If the position of aparticle is given by x=5.0-9.8t+6.4t^2, what is the velocity and acceleration of the particle at t=4.0s?

Mar 17, 2018

$v \left(4\right) = 41.4 \setminus \textrm{\frac{m}{s}}$
$a \left(4\right) = 12.8 \setminus {\textrm{\frac{m}{s}}}^{2}$

Explanation:

$x \left(t\right) = 5.0 - 9.8 t + 6.4 {t}^{2} \setminus \textrm{m}$

$v \left(t\right) = \frac{\mathrm{dx} \left(t\right)}{\mathrm{dt}} = - 9.8 + 12.8 t \setminus \textrm{\frac{m}{s}}$

$a \left(t\right) = \frac{\mathrm{dv} \left(t\right)}{\mathrm{dt}} = 12.8 \setminus {\textrm{\frac{m}{s}}}^{2}$

At $t = 4$:

$v \left(4\right) = - 9.8 + 12.8 \left(4\right) = 41.4 \setminus \textrm{\frac{m}{s}}$
$a \left(4\right) = 12.8 \setminus {\textrm{\frac{m}{s}}}^{2}$

Mar 17, 2018

The given equation can be compared with $s = u t + \frac{1}{2} a {t}^{2}$

which is an equation of position-time relationship of a particle moving with constant acceleration.

So,rearranging the given equation,we get,

$x = 5 - 9.8 \cdot t + \frac{1}{2} \cdot 12.8 {t}^{2}$ (also see, at $t = 0 , x = 5$)

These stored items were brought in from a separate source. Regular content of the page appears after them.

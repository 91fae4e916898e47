use rstest::rstest;
use rvvfu_core::core::pipeline::signals::{FpControl, FpOp};
use rvvfu_core::core::units::fpu::classify::{fclass, FpClass};
use rvvfu_core::core::units::fpu::{AdderRequest, Format, RoundingMode};
use rvvfu_core::common::FpVector;

use crate::common::harness::{fp, FpContext};

#[rstest]
#[case(0xFFF0_0000_0000_0000, 0)]
#[case(0xBFF0_0000_0000_0000, 1)]
#[case(0x800F_FFFF_FFFF_FFFF, 2)]
#[case(0x8000_0000_0000_0000, 3)]
#[case(0x0000_0000_0000_0000, 4)]
#[case(0x0000_0000_0000_0001, 5)]
#[case(0x3FF0_0000_0000_0000, 6)]
#[case(0x7FF0_0000_0000_0000, 7)]
#[case(0x7FF0_0000_0000_0001, 8)]
#[case(0x7FF8_0000_0000_0000, 9)]
#[case(0xFFF8_0000_0000_0001, 9)]
fn f64_classes(#[case] bits: u64, #[case] class_bit: u32) {
    let mut ctx = FpContext::default();
    let req = AdderRequest::new(
        FpControl::new(FpOp::Classify, Format::F64, RoundingMode::Rne),
        bits.into(),
        FpVector::ZERO,
    );
    let (result, flags) = ctx.add(req);
    assert_eq!(result.as_u64(), 1 << class_bit);
    assert_eq!(flags.bits(), 0, "classify never raises flags");
}

#[test]
fn f16_lanes_classify_independently() {
    let mut ctx = FpContext::default();
    let a = fp(Format::F16, [0x7C00, 0x7D00, 0x8001, 0x3C00]);
    let req = AdderRequest::new(
        FpControl::new(FpOp::Classify, Format::F16, RoundingMode::Rne),
        a,
        FpVector::ZERO,
    );
    let (result, _) = ctx.add(req);
    let view = Format::F16.view();
    assert_eq!(result.lane(view, 0), 1 << 7);
    assert_eq!(result.lane(view, 1), 1 << 8);
    assert_eq!(result.lane(view, 2), 1 << 2);
    assert_eq!(result.lane(view, 3), 1 << 6);
}

#[test]
fn class_masks_are_one_hot() {
    assert_eq!(FpClass::of(Format::F32, 0x7FC0_0000), FpClass::QuietNan);
    assert_eq!(fclass(Format::F32, 0xFF80_0000), FpClass::NegInfinity.mask());
    assert_eq!(fclass(Format::F32, 0x0000_0001).count_ones(), 1);
}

So,the acceleration of the particle is constant i.e $12.8 m {s}^{-} 2$ and initial velocity $u = - 9.8 m {s}^{-} 1$

Now,we can use the equation, $v = u + a t$ to find velocity after $4 s$

So, $v = - 9.8 + 12.8 \cdot 4 = 41.4 m {s}^{-} 1$